_WHAT YOU ARE ASKED TO DO_: Work out how many lines of the records contain "summaries". Answer with the number and nothing else.

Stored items

-------

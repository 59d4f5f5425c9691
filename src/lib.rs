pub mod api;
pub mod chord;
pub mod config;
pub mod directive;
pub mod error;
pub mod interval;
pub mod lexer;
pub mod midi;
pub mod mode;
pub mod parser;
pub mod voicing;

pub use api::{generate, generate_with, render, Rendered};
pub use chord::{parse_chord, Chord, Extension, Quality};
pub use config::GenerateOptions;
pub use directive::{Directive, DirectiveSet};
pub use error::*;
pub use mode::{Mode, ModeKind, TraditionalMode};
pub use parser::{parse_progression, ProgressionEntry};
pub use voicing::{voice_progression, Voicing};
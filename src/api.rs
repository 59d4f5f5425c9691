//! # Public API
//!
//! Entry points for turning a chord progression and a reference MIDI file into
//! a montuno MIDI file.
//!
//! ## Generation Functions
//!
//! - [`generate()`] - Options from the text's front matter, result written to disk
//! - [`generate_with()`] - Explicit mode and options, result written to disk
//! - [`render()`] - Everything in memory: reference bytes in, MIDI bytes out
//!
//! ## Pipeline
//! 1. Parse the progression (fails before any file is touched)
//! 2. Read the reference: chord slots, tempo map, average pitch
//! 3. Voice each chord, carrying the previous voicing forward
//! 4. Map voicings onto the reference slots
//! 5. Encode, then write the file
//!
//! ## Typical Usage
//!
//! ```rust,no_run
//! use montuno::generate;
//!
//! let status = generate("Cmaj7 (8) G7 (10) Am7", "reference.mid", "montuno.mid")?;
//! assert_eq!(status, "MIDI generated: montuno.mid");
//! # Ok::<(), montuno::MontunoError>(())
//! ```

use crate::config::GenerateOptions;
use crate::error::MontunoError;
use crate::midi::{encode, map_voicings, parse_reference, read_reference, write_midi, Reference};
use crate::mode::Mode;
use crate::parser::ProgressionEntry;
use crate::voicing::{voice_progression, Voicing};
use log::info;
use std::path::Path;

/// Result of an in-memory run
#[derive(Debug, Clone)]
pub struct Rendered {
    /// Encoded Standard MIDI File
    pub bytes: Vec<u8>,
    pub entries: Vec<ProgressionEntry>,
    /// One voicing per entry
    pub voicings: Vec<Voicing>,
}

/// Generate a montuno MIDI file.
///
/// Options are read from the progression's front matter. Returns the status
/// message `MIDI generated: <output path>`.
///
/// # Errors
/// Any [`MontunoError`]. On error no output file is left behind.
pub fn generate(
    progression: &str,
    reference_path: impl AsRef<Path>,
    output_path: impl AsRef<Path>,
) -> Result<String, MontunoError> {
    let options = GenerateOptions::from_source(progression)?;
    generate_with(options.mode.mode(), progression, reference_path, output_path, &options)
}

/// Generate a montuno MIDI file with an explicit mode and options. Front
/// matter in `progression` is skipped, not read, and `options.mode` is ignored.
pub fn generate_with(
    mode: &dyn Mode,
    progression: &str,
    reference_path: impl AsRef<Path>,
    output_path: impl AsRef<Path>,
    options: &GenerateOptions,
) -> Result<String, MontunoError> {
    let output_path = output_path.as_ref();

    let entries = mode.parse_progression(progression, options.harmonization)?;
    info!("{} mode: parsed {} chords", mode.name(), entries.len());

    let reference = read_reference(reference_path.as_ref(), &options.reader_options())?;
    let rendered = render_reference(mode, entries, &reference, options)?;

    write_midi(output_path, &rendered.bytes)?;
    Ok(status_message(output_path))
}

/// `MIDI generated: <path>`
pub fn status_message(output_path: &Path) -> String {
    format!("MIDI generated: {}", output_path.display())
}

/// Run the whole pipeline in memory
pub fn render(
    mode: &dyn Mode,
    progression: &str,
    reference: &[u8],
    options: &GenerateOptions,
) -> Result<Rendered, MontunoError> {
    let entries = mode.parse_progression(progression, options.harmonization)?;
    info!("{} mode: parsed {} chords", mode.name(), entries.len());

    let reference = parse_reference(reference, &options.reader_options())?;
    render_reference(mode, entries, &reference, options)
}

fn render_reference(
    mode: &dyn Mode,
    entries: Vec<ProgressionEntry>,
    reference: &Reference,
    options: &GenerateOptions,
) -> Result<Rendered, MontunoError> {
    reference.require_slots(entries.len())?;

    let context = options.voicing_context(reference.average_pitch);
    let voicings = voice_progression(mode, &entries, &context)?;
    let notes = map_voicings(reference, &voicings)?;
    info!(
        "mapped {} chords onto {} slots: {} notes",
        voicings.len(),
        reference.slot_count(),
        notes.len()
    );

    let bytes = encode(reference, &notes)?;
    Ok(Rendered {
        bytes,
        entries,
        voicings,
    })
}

-------

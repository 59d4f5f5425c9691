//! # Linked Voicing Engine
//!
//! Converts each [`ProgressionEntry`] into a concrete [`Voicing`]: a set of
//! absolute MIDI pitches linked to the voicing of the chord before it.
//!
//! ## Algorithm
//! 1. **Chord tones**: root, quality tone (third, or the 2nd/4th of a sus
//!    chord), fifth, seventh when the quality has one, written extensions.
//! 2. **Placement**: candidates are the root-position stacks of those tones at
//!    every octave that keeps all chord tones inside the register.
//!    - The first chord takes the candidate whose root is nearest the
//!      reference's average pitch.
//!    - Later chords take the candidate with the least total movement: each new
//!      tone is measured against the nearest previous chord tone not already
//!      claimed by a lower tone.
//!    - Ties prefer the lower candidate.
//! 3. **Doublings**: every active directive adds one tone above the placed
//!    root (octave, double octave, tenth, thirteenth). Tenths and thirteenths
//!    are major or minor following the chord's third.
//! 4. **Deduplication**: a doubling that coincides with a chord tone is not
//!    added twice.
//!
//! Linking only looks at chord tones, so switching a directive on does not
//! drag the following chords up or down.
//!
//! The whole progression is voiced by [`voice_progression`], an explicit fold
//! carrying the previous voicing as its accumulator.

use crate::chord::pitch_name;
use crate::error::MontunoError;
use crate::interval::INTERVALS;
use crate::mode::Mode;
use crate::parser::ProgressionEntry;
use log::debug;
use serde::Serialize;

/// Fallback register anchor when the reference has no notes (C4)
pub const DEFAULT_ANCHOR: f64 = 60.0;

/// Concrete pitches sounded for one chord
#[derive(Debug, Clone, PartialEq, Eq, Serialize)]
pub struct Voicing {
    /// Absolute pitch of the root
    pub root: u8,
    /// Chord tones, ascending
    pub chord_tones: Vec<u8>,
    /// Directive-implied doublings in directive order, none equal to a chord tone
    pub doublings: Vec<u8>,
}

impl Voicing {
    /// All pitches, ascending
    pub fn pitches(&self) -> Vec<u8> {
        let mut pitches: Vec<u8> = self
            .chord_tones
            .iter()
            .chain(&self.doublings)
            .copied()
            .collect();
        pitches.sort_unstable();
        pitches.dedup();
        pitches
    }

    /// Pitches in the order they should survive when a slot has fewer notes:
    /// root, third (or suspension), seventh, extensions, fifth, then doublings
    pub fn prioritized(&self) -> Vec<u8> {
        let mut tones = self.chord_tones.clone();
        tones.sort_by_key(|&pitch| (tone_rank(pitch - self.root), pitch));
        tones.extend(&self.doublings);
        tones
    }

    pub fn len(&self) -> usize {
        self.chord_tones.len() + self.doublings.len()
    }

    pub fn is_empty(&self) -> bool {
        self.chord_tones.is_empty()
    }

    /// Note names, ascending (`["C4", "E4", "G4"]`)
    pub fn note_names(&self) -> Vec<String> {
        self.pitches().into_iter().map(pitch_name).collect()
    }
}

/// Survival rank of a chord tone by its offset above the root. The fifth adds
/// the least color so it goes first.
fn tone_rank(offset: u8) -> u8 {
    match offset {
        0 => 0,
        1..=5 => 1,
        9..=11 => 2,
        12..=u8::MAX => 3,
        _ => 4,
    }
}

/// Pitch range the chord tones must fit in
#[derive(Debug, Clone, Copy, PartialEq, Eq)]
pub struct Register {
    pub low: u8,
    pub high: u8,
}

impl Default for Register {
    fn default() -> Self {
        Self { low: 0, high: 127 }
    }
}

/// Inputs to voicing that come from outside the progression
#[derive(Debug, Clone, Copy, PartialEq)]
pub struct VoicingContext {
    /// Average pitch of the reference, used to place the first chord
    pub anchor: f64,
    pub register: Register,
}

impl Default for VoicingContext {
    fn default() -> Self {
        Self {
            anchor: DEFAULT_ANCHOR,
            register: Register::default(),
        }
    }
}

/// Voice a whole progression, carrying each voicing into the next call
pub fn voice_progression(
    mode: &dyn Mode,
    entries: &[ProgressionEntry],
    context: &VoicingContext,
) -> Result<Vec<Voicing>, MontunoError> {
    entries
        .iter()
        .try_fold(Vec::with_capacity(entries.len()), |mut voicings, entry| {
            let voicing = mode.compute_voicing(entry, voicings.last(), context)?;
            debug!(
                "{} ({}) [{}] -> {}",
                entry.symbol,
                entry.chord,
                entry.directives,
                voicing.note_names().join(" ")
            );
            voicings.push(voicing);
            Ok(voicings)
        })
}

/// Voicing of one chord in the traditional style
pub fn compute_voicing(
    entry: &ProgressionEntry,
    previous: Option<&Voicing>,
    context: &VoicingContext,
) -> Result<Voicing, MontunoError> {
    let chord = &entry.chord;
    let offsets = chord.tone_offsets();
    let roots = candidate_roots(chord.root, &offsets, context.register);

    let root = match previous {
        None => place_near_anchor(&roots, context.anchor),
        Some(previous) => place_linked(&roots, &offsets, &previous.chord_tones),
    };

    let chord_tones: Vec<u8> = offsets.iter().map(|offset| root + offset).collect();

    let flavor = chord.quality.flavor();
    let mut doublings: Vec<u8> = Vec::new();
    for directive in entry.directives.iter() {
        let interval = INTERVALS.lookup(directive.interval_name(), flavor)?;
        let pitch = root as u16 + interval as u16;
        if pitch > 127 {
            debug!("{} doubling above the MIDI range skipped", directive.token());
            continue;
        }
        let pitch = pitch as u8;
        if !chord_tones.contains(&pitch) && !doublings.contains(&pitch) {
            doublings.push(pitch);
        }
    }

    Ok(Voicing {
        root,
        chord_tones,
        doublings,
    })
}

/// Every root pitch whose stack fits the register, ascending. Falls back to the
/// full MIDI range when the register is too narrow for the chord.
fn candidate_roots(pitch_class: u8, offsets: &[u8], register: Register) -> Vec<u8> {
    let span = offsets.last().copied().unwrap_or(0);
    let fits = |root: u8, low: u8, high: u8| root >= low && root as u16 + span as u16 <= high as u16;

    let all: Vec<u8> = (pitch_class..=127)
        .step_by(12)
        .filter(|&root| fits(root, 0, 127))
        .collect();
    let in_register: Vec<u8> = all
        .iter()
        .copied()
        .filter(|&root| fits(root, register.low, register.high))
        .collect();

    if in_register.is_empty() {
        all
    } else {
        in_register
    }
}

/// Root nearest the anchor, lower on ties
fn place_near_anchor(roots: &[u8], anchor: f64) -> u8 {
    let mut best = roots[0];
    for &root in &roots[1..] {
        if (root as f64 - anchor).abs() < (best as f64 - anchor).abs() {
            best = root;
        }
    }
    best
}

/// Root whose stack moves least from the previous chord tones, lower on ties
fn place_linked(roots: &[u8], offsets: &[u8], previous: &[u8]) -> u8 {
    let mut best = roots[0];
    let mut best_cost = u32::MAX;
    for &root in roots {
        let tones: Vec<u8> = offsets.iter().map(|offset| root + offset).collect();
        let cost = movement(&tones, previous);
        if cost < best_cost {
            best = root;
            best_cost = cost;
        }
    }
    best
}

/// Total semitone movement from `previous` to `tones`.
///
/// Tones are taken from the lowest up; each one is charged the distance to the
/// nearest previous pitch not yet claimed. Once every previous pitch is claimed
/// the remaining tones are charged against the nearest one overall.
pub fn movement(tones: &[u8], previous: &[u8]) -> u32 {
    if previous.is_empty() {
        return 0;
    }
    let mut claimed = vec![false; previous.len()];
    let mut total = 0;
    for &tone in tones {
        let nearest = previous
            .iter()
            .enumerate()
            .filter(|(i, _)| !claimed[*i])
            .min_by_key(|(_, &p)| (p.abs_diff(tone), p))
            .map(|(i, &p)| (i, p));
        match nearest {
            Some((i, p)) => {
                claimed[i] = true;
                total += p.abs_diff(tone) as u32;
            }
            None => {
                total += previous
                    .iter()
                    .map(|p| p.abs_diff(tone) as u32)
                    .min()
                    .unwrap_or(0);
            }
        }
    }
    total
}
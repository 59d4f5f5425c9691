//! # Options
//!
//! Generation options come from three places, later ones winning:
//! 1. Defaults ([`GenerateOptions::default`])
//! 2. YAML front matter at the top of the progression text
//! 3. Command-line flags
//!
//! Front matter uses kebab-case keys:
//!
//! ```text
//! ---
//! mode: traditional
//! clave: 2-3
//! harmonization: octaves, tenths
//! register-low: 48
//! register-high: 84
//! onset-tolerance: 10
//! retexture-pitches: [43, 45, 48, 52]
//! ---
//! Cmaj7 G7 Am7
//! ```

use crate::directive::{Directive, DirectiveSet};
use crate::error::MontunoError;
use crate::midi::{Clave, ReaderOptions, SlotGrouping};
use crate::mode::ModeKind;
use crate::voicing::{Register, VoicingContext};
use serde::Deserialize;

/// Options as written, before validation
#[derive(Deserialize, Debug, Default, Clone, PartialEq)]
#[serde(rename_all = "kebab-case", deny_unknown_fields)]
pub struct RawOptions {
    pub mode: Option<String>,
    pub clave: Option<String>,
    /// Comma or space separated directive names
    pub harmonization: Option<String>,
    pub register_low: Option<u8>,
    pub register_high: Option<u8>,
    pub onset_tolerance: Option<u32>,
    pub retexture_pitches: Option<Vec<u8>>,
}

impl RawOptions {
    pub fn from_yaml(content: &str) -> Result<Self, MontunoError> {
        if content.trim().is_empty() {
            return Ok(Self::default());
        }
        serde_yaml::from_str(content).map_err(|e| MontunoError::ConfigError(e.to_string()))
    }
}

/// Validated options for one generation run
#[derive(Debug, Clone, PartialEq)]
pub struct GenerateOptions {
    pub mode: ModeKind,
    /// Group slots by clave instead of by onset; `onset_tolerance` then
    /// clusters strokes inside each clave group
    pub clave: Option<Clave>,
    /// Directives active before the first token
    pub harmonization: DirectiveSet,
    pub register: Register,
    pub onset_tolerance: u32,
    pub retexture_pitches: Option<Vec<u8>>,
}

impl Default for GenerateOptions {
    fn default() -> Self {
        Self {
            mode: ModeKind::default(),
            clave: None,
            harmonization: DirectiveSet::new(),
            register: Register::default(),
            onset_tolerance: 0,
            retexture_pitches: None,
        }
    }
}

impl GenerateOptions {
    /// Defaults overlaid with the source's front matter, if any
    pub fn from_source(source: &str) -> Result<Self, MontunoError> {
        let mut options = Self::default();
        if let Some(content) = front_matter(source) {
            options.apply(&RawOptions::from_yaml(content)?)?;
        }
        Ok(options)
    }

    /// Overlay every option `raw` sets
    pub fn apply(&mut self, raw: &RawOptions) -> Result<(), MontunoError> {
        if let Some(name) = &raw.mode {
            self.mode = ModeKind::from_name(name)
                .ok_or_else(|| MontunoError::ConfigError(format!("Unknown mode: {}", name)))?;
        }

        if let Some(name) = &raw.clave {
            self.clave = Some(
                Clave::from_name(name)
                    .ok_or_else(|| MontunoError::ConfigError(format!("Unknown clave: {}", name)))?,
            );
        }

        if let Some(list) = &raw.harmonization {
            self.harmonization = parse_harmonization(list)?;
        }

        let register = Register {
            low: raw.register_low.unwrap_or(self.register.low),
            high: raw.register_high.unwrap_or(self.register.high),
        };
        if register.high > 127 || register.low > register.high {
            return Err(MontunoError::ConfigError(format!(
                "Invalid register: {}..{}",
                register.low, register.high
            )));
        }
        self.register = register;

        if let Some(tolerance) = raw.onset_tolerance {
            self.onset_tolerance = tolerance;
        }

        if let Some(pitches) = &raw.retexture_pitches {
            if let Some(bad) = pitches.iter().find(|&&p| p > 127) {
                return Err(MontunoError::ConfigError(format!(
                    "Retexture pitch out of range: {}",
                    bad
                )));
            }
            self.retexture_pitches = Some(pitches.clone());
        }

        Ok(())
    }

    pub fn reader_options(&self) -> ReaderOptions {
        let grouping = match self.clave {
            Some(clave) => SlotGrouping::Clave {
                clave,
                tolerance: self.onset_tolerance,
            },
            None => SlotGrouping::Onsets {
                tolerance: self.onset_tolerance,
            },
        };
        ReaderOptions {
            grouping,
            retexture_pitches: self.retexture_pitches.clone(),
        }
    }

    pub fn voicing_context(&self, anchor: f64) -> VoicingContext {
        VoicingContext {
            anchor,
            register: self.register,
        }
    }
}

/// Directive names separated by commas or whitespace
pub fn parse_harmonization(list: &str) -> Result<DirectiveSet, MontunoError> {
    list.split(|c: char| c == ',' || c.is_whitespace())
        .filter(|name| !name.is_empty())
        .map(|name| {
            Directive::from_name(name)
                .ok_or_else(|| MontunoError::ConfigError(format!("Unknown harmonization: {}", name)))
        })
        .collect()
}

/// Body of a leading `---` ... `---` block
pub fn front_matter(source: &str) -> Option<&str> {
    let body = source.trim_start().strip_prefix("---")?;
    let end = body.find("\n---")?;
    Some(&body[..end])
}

-------

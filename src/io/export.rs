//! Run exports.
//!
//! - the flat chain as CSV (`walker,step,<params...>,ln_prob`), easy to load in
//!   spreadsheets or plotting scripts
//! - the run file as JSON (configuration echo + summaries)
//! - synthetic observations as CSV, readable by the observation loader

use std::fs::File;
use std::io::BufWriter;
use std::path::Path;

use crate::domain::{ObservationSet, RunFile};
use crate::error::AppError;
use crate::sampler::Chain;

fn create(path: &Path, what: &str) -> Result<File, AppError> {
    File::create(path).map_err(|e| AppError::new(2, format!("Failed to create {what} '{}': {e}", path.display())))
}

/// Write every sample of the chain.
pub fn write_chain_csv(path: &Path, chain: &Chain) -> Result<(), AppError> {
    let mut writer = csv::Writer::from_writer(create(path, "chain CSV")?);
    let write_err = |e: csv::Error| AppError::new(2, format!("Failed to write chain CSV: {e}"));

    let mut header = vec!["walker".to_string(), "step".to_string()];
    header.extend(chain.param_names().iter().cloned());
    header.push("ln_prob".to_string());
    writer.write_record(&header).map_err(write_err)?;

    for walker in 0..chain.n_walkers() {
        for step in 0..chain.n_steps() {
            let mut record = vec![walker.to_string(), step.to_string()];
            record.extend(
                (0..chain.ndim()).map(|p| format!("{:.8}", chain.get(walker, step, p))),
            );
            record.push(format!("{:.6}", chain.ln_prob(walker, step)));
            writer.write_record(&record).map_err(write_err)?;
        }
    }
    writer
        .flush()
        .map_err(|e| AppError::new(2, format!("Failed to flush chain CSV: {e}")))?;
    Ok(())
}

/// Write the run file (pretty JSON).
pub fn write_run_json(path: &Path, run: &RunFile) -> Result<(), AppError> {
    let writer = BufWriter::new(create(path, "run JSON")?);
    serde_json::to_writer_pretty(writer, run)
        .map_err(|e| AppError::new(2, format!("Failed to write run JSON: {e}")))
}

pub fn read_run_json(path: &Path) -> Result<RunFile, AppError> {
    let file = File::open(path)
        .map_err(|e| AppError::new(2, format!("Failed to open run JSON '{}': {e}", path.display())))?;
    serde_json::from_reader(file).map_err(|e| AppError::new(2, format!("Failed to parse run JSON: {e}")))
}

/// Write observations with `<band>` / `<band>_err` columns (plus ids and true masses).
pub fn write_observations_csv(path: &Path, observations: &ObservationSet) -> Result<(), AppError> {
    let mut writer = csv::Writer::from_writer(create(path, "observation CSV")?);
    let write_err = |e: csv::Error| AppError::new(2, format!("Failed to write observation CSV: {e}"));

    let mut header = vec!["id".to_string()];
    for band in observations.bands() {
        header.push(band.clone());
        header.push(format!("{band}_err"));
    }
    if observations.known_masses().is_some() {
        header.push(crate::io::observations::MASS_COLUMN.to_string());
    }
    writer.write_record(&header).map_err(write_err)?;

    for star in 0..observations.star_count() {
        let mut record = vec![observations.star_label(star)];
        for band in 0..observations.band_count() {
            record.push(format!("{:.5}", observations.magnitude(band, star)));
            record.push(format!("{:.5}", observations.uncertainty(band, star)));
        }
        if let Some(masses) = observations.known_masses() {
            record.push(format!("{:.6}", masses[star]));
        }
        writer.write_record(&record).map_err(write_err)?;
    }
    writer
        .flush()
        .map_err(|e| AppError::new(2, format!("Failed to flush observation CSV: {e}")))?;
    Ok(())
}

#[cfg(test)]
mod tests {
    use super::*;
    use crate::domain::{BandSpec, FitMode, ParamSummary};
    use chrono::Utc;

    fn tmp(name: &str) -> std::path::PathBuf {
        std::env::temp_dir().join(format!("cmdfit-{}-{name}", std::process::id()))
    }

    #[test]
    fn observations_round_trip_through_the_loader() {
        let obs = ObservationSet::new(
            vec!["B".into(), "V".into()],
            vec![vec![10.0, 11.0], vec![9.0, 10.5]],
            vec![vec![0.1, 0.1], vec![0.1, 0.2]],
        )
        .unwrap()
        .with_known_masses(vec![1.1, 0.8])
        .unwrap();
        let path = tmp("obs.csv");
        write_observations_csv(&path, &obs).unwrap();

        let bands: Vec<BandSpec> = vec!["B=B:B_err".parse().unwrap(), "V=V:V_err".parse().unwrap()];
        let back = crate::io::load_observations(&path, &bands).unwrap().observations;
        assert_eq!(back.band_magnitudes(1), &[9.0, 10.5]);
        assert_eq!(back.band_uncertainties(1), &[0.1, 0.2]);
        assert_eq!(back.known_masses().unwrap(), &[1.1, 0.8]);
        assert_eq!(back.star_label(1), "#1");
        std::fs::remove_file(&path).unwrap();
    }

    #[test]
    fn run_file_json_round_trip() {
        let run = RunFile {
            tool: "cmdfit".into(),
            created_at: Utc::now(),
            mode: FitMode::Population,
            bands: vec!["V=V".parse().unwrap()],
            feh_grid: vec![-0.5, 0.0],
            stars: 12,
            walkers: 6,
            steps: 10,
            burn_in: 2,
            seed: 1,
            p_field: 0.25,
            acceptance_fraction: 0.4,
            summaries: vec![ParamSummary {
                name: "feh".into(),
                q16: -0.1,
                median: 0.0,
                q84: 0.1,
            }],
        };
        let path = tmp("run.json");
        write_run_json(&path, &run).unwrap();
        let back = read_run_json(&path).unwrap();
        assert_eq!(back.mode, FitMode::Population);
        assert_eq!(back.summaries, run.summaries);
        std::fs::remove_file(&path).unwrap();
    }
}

-------

_SOLUTION TO THE PROBLEM_: 3